WHAT IS REQUIRED — Look through the records, and wherever the string "status" turns up, copy out that line.

[INFORMATION GIVEN Boundary: Start]

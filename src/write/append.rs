//! Appending entries to an existing archive in place.
//!
//! The new entries overwrite the old central directory; existing entry data
//! is not touched. On finish a merged central directory is written and the
//! file is cut to its new length.
//!
//! # Example
//!
//! ```rust,no_run
//! use zipkit::{EntryOptions, Writer};
//!
//! let mut writer = Writer::append_path("archive.zip")?;
//! writer.add_bytes("new_file.txt", b"Hello, World!", &EntryOptions::default())?;
//! let result = writer.finish()?;
//! println!("{} entries in total", result.entries_written);
//! # Ok::<(), zipkit::Error>(())
//! ```

use std::path::Path;

use crate::read::Archive;
use crate::volume::FileVolume;
use crate::write::{WriteOptions, Writer};
use crate::{Error, Result};

impl Writer<FileVolume> {
    /// Opens an existing single-file archive for appending.
    ///
    /// The archive comment is kept unless
    /// [`WriteOptions::comment`] replaces it; a ZIP64 trailer stays ZIP64.
    /// A digital signature record is dropped, since it no longer matches.
    ///
    /// # Errors
    ///
    /// - Any error from [`Archive::open_path`].
    /// - [`Error::UnsupportedFeature`] for split archives.
    pub fn append_path(path: impl AsRef<Path>) -> Result<Self> {
        let path = path.as_ref();
        let archive = Archive::open_path(path)?;
        if archive.is_split() {
            return Err(Error::UnsupportedFeature {
                feature: "appending to a split archive",
            });
        }
        let mut model = archive.into_model();
        model.digital_signature = None;
        let offset = model.cd_offset;
        let zip64 = model.zip64;
        log::debug!(
            "appending to {} after {} entries at offset {}",
            path.display(),
            model.len(),
            offset
        );

        let sink = FileVolume::open_at(path, offset)?;
        Ok(Self::with_model(sink, model, offset).options(WriteOptions::new().zip64(zip64)))
    }
}

#[cfg(test)]
mod tests {
    use super::*;
    use crate::codec::CompressionMethod;
    use crate::write::EntryOptions;
    use tempfile::TempDir;

    #[test]
    fn test_append_keeps_existing_entries() {
        let dir = TempDir::new().unwrap();
        let path = dir.path().join("a.zip");

        let mut writer = Writer::create_with_options(&path, WriteOptions::new().comment("keep me"))
            .unwrap();
        writer
            .add_bytes("one.txt", b"first", &EntryOptions::default())
            .unwrap();
        writer.finish().unwrap();

        let mut writer = Writer::append_path(&path).unwrap();
        let opts = EntryOptions::new().compression(CompressionMethod::Store);
        writer.add_bytes("two.txt", b"second", &opts).unwrap();
        assert!(matches!(
            writer.add_bytes("one.txt", b"again", &opts),
            Err(Error::EntryExists { .. })
        ));
        let result = writer.finish().unwrap();
        assert_eq!(result.entries_written, 2);
        assert_eq!(result.archive_size, std::fs::metadata(&path).unwrap().len());

        let mut archive = Archive::open_path(&path).unwrap();
        assert_eq!(archive.comment(), b"keep me");
        assert_eq!(archive.extract_to_vec("one.txt").unwrap(), b"first");
        assert_eq!(archive.extract_to_vec("two.txt").unwrap(), b"second");
    }

    #[test]
    fn test_append_with_nothing_new_is_identical() {
        let dir = TempDir::new().unwrap();
        let path = dir.path().join("same.zip");
        let mut writer = Writer::create_path(&path).unwrap();
        writer
            .add_bytes("x", b"payload", &EntryOptions::default())
            .unwrap();
        writer.finish().unwrap();
        let before = std::fs::read(&path).unwrap();

        Writer::append_path(&path).unwrap().finish().unwrap();
        assert_eq!(std::fs::read(&path).unwrap(), before);
    }
}
//! Manufacturing material reservations (event-sourced).
//!
//! A reservation earmarks a quantity of one product for a demand (production
//! order, sales order, project...). Stock is committed to it through
//! allocations and physically consumed through issues; returns move consumed
//! stock back into the committed pool.
//!
//! This crate is pure deterministic domain logic (no IO, no HTTP, no storage).

pub mod allocation;
pub mod issue;
pub mod ledger;
pub mod reservation;
pub mod status;

pub use allocation::{Allocation, AllocationCancellation, AllocationId};
pub use issue::{Issue, IssueId};
pub use ledger::QuantityLedger;
pub use reservation::{
    AllocateMaterial, AllocationCancelled, ApproveReservation, Approval, CancelAllocation,
    CancelReservation, Closure, CompleteReservation, CreateReservation, ExpireReservation,
    IssueMaterial, MaterialAllocated, MaterialIssued, MaterialReturned, Reservation,
    ReservationApproved, ReservationCancelled, ReservationCommand, ReservationCompleted,
    ReservationCreated, ReservationDetailsUpdated, ReservationEvent, ReservationExpired,
    ReservationId, ReservationOptions, ReservationReference, ReturnMaterial, ReturnTarget,
    UpdateReservationDetails,
};
pub use status::{ReservationPriority, ReservationStatus, ReservationType};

[INFORMATION GIVEN Boundary: End]

SOLVED EXERCISE —
pub mod status;
pub use status::{ReservationPriority, ReservationStatus, ReservationType};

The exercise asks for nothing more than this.